Intel® Optane™ DC persistent memory’s endurance is specified specifically to enable the system to write to the memory module over its lifetime without worry of premature wear-out. Endurance is specified at the maximum power rating of the memory module, where the write bandwidth is at its maximum. To provide numbers, Intel® Optane™ DC persistent memory is specified to last 5 years, 24/7, for a total amount of data of more than 350 PB (for a 256 GB module) lifetime writes. This is significantly higher than the 55 PB lifetime of Intel® Optane™ DC SSDs. Like SSDs, the memory module counts progress toward this lifetime limit and provides the write count to system-management software in response to a smart command request. With these high levels of endurance, this unique technology can be used as memory, now persistent, revolutionizing the system memory and storage hierarchy.

What Intel® Optane™ Media Can Do for Your Data Center

Intel® Optane™ media provides data centers with the ability to increase endurance while simultaneously reducing costs and boosting performance. And endurance directly impacts operational costs: Improved endurance can translate directly into lower TCO without sacrificing performance.
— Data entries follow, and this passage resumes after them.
//! OpenAI-compatible provider implementation.
//!
//! Works with any endpoint exposing `/chat/completions` in the OpenAI shape,
//! including Gemini's OpenAI compatibility layer, which is the default
//! backend.
//!
//! Supports:
//! - Chat completions (non-streaming)
//! - Tool use / function calling
//! - Distinguishing rate limits (HTTP 429) from other failures

use async_trait::async_trait;
use docent_core::error::ProviderError;
use docent_core::message::{Message, MessageToolCall, Role};
use docent_core::provider::*;
use serde::{Deserialize, Serialize};
use std::time::Duration;
use tracing::{debug, warn};

/// Per-request timeout for model calls.
const REQUEST_TIMEOUT: Duration = Duration::from_secs(120);

/// Build the HTTP client shared by every credential's provider.
pub fn http_client() -> Result<reqwest::Client, ProviderError> {
    reqwest::Client::builder()
        .timeout(REQUEST_TIMEOUT)
        .build()
        .map_err(|e| ProviderError::NotConfigured(format!("Failed to create HTTP client: {e}")))
}

/// An OpenAI-compatible LLM provider bound to one API key.
pub struct OpenAiCompatProvider {
    name: String,
    base_url: String,
    api_key: String,
    client: reqwest::Client,
}

impl OpenAiCompatProvider {
    /// Create a new OpenAI-compatible provider with its own HTTP client.
    pub fn new(
        name: impl Into<String>,
        base_url: impl Into<String>,
        api_key: impl Into<String>,
    ) -> Result<Self, ProviderError> {
        Ok(Self::with_client(name, base_url, api_key, http_client()?))
    }

    /// Create a provider that reuses an existing HTTP client.
    pub fn with_client(
        name: impl Into<String>,
        base_url: impl Into<String>,
        api_key: impl Into<String>,
        client: reqwest::Client,
    ) -> Self {
        Self {
            name: name.into(),
            base_url: base_url.into().trim_end_matches('/').to_string(),
            api_key: api_key.into(),
            client,
        }
    }

    /// Convert our Message types to OpenAI API format.
    fn to_api_messages(messages: &[Message]) -> Vec<ApiMessage> {
        messages
            .iter()
            .map(|m| ApiMessage {
                role: match m.role {
                    Role::User => "user".into(),
                    Role::Assistant => "assistant".into(),
                    Role::System => "system".into(),
                    Role::Tool => "tool".into(),
                },
                content: Some(m.content.clone()),
                tool_calls: if m.tool_calls.is_empty() {
                    None
                } else {
                    Some(
                        m.tool_calls
                            .iter()
                            .map(|tc| ApiToolCall {
                                id: tc.id.clone(),
                                r#type: "function".into(),
                                function: ApiFunction {
                                    name: tc.name.clone(),
                                    arguments: tc.arguments.clone(),
                                },
                            })
                            .collect(),
                    )
                },
                tool_call_id: m.tool_call_id.clone(),
            })
            .collect()
    }

    /// Convert tool definitions to OpenAI API format.
    fn to_api_tools(tools: &[ToolDefinition]) -> Vec<ApiToolDefinition> {
        tools
            .iter()
            .map(|t| ApiToolDefinition {
                r#type: "function".into(),
                function: ApiToolFunction {
                    name: t.name.clone(),
                    description: t.description.clone(),
                    parameters: t.parameters.clone(),
                },
            })
            .collect()
    }

    fn request_body(request: &ProviderRequest) -> serde_json::Value {
        let mut body = serde_json::json!({
            "model": request.model,
            "messages": Self::to_api_messages(&request.messages),
            "temperature": request.temperature,
            "stream": false,
        });

        if let Some(top_p) = request.top_p {
            body["top_p"] = serde_json::json!(top_p);
        }

        if let Some(max_tokens) = request.max_tokens {
            body["max_tokens"] = serde_json::json!(max_tokens);
        }

        if !request.tools.is_empty() {
            body["tools"] = serde_json::json!(Self::to_api_tools(&request.tools));
        }

        body
    }

    /// Map a parsed API response onto our response type.
    fn into_provider_response(api_response: ApiResponse) -> Result<ProviderResponse, ProviderError> {
        let choice = api_response
            .choices
            .into_iter()
            .next()
            .ok_or_else(|| ProviderError::ApiError {
                status_code: 200,
                message: "No choices in response".into(),
            })?;

        let tool_calls: Vec<MessageToolCall> = choice
            .message
            .tool_calls
            .unwrap_or_default()
            .into_iter()
            .map(|tc| MessageToolCall {
                id: tc.id,
                name: tc.function.name,
                arguments: tc.function.arguments,
            })
            .collect();

        let message = Message {
            role: Role::Assistant,
            content: choice.message.content.unwrap_or_default(),
            tool_calls,
            tool_call_id: None,
        };

        let usage = api_response.usage.map(|u| Usage {
            prompt_tokens: u.prompt_tokens,
            completion_tokens: u.completion_tokens,
            total_tokens: u.total_tokens,
        });

        Ok(ProviderResponse {
            message,
            finish_reason: choice.finish_reason.as_deref().map(FinishReason::parse),
            usage,
            model: api_response.model.unwrap_or_default(),
        })
    }
}

#[async_trait]
impl Provider for OpenAiCompatProvider {
    fn name(&self) -> &str {
        &self.name
    }

    async fn complete(&self, request: ProviderRequest) -> Result<ProviderResponse, ProviderError> {
        let url = format!("{}/chat/completions", self.base_url);
        let body = Self::request_body(&request);

        debug!(provider = %self.name, model = %request.model, "Sending completion request");

        let response = self
            .client
            .post(&url)
            .bearer_auth(&self.api_key)
            .json(&body)
            .send()
            .await
            .map_err(|e| ProviderError::Network(e.to_string()))?;

        let status = response.status().as_u16();

        if status == 429 {
            let retry_after_secs = response
                .headers()
                .get(reqwest::header::RETRY_AFTER)
                .and_then(|v| v.to_str().ok())
                .and_then(|v| v.parse().ok())
                .unwrap_or(5);
            return Err(ProviderError::RateLimited { retry_after_secs });
        }

        if status == 401 || status == 403 {
            return Err(ProviderError::AuthenticationFailed(
                "Invalid API key or insufficient permissions".into(),
            ));
        }

        if status != 200 {
            let error_body = response.text().await.unwrap_or_default();
            warn!(provider = %self.name, status, body = %error_body, "Provider returned error");
            return Err(ProviderError::ApiError {
                status_code: status,
                message: error_body,
            });
        }

        let api_response: ApiResponse =
            response.json().await.map_err(|e| ProviderError::ApiError {
                status_code: 200,
                message: format!("Failed to parse response: {e}"),
            })?;

        Self::into_provider_response(api_response)
    }
}

// --- OpenAI API types (internal) ---

#[derive(Debug, Serialize, Deserialize)]
struct ApiMessage {
    role: String,
    #[serde(skip_serializing_if = "Option::is_none")]
    content: Option<String>,
    #[serde(skip_serializing_if = "Option::is_none")]
    tool_calls: Option<Vec<ApiToolCall>>,
    #[serde(skip_serializing_if = "Option::is_none")]
    tool_call_id: Option<String>,
}

#[derive(Debug, Serialize, Deserialize)]
struct ApiToolCall {
    id: String,
    #[serde(default = "function_type")]
    r#type: String,
    function: ApiFunction,
}

fn function_type() -> String {
    "function".into()
}

#[derive(Debug, Serialize, Deserialize)]
struct ApiFunction {
    name: String,
    #[serde(default)]
    arguments: String,
}

#[derive(Debug, Serialize, Deserialize)]
struct ApiToolDefinition {
    r#type: String,
    function: ApiToolFunction,
}

#[derive(Debug, Serialize, Deserialize)]
struct ApiToolFunction {
    name: String,
    description: String,
    parameters: serde_json::Value,
}

#[derive(Debug, Deserialize)]
struct ApiResponse {
    #[serde(default)]
    model: Option<String>,
    choices: Vec<ApiChoice>,
    usage: Option<ApiUsage>,
}

#[derive(Debug, Deserialize)]
struct ApiChoice {
    message: ApiMessage,
    #[serde(default)]
    finish_reason: Option<String>,
}

#[derive(Debug, Deserialize)]
struct ApiUsage {
    prompt_tokens: u32,
    completion_tokens: u32,
    total_tokens: u32,
}

#[cfg(test)]
mod tests {
    use super::*;
    use axum::Router;
    use axum::http::StatusCode;
    use axum::routing::post;

    fn request() -> ProviderRequest {
        ProviderRequest {
            model: "gemini-2.5-flash".into(),
            messages: vec![Message::system("You are helpful"), Message::user("Hello")],
            temperature: 0.6,
            top_p: Some(0.9),
            max_tokens: Some(1000),
            tools: vec![ToolDefinition {
                name: "record_unknown_question".into(),
                description: "Record a question".into(),
                parameters: serde_json::json!({"type": "object"}),
            }],
        }
    }

    /// Serve `router` on an ephemeral local port and return its base URL.
    async fn serve(router: Router) -> String {
        let listener = tokio::net::TcpListener::bind("127.0.0.1:0").await.unwrap();
        let addr = listener.local_addr().unwrap();
        tokio::spawn(async move {
            axum::serve(listener, router).await.unwrap();
        });
        format!("http://{addr}")
    }

    #[test]
    fn trailing_slash_is_trimmed() {
        let provider = OpenAiCompatProvider::new("p", "https://example.com/v1/", "k").unwrap();
        assert_eq!(provider.base_url, "https://example.com/v1");
    }

    #[test]
    fn request_body_carries_sampling_and_tools() {
        let body = OpenAiCompatProvider::request_body(&request());
        assert_eq!(body["model"], "gemini-2.5-flash");
        assert_eq!(body["max_tokens"], 1000);
        assert!((body["top_p"].as_f64().unwrap() - 0.9).abs() < 1e-6);
        assert_eq!(body["tools"][0]["type"], "function");
        assert_eq!(body["tools"][0]["function"]["name"], "record_unknown_question");
        assert_eq!(body["messages"][0]["role"], "system");
    }

    #[test]
    fn message_conversion_with_tool_calls() {
        let mut msg = Message::assistant("");
        msg.tool_calls = vec![MessageToolCall {
            id: "call_1".into(),
            name: "record_user_details".into(),
            arguments: r#"{"email":"a@b.c"}"#.into(),
        }];
        let api_msgs = OpenAiCompatProvider::to_api_messages(&[msg]);
        let tc = api_msgs[0].tool_calls.as_ref().unwrap();
        assert_eq!(tc.len(), 1);
        assert_eq!(tc[0].function.name, "record_user_details");
    }

    #[test]
    fn message_conversion_tool_response() {
        let msg = Message::tool_result("call_1", r#"{"status":"ok"}"#);
        let api_msgs = OpenAiCompatProvider::to_api_messages(&[msg]);
        assert_eq!(api_msgs[0].role, "tool");
        assert_eq!(api_msgs[0].tool_call_id.as_deref(), Some("call_1"));
    }

    #[test]
    fn parse_tool_call_response() {
        let data = r#"{
            "model": "gemini-2.5-flash",
            "choices": [{
                "finish_reason": "tool_calls",
                "message": {
                    "role": "assistant",
                    "content": null,
                    "tool_calls": [{
                        "id": "call_abc",
                        "type": "function",
                        "function": {"name": "record_unknown_question", "arguments": "{\"question\":\"what is X?\"}"}
                    }]
                }
            }]
        }"#;
        let parsed: ApiResponse = serde_json::from_str(data).unwrap();
        let resp = OpenAiCompatProvider::into_provider_response(parsed).unwrap();
        assert_eq!(resp.finish_reason, Some(FinishReason::ToolCalls));
        assert!(resp.requests_tools());
        assert_eq!(resp.message.tool_calls[0].id, "call_abc");
        assert_eq!(resp.message.content, "");
    }

    #[test]
    fn empty_choices_is_an_error() {
        let parsed: ApiResponse = serde_json::from_str(r#"{"choices": []}"#).unwrap();
        assert!(OpenAiCompatProvider::into_provider_response(parsed).is_err());
    }

    #[tokio::test]
    async fn completes_against_a_live_endpoint() {
        let app = Router::new().route(
            "/chat/completions",
            post(|| async {
                axum::Json(serde_json::json!({
                    "model": "gemini-2.5-flash",
                    "choices": [{
                        "finish_reason": "stop",
                        "message": {"role": "assistant", "content": "hi there"}
                    }],
                    "usage": {"prompt_tokens": 3, "completion_tokens": 2, "total_tokens": 5}
                }))
            }),
        );
        let base = serve(app).await;

        let provider = OpenAiCompatProvider::new("local", base, "k").unwrap();
        let resp = provider.complete(request()).await.unwrap();
        assert_eq!(resp.message.content, "hi there");
        assert_eq!(resp.finish_reason, Some(FinishReason::Stop));
        assert_eq!(resp.usage.unwrap().total_tokens, 5);
    }

    #[tokio::test]
    async fn status_429_is_rate_limited() {
        let app = Router::new().route(
            "/chat/completions",
            post(|| async { (StatusCode::TOO_MANY_REQUESTS, "quota exceeded") }),
        );
        let base = serve(app).await;

        let provider = OpenAiCompatProvider::new("local", base, "k").unwrap();
        let err = provider.complete(request()).await.unwrap_err();
        assert!(matches!(err, ProviderError::RateLimited { .. }));
    }

    #[tokio::test]
    async fn server_error_is_not_rate_limited() {
        let app = Router::new().route(
            "/chat/completions",
            post(|| async { (StatusCode::INTERNAL_SERVER_ERROR, "boom") }),
        );
        let base = serve(app).await;

        let provider = OpenAiCompatProvider::new("local", base, "k").unwrap();
        match provider.complete(request()).await.unwrap_err() {
            ProviderError::ApiError { status_code, message } => {
                assert_eq!(status_code, 500);
                assert_eq!(message, "boom");
            }
            other => panic!("Expected ApiError, got: {other:?}"),
        }
    }

    #[tokio::test]
    async fn status_401_is_authentication_failure() {
        let app = Router::new().route(
            "/chat/completions",
            post(|| async { StatusCode::UNAUTHORIZED }),
        );
        let base = serve(app).await;

        let provider = OpenAiCompatProvider::new("local", base, "bad").unwrap();
        let err = provider.complete(request()).await.unwrap_err();
        assert!(matches!(err, ProviderError::AuthenticationFailed(_)));
    }
}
The number of writes that an SSD can accept in its lifetime—its endurance—is a key determiner to system usage and, in the long run, system cost. Through media advances and SSD architecture optimizations, Intel® Optane™ DC SSDs can deliver more than 10x the endurance of many NAND SSDs.1 2

Intel® Optane™ DC SSDs Deliver › 10x the Endurance of Many NAND SSDs1 2

Finally, Intel® Optane™ DC persistent memory allows access of Intel® Optane™ media as system memory and again delivers new, higher levels of system endurance.3 At the system level, these new levels of endurance enable new uses and new ways to reduce cost and increase system performance.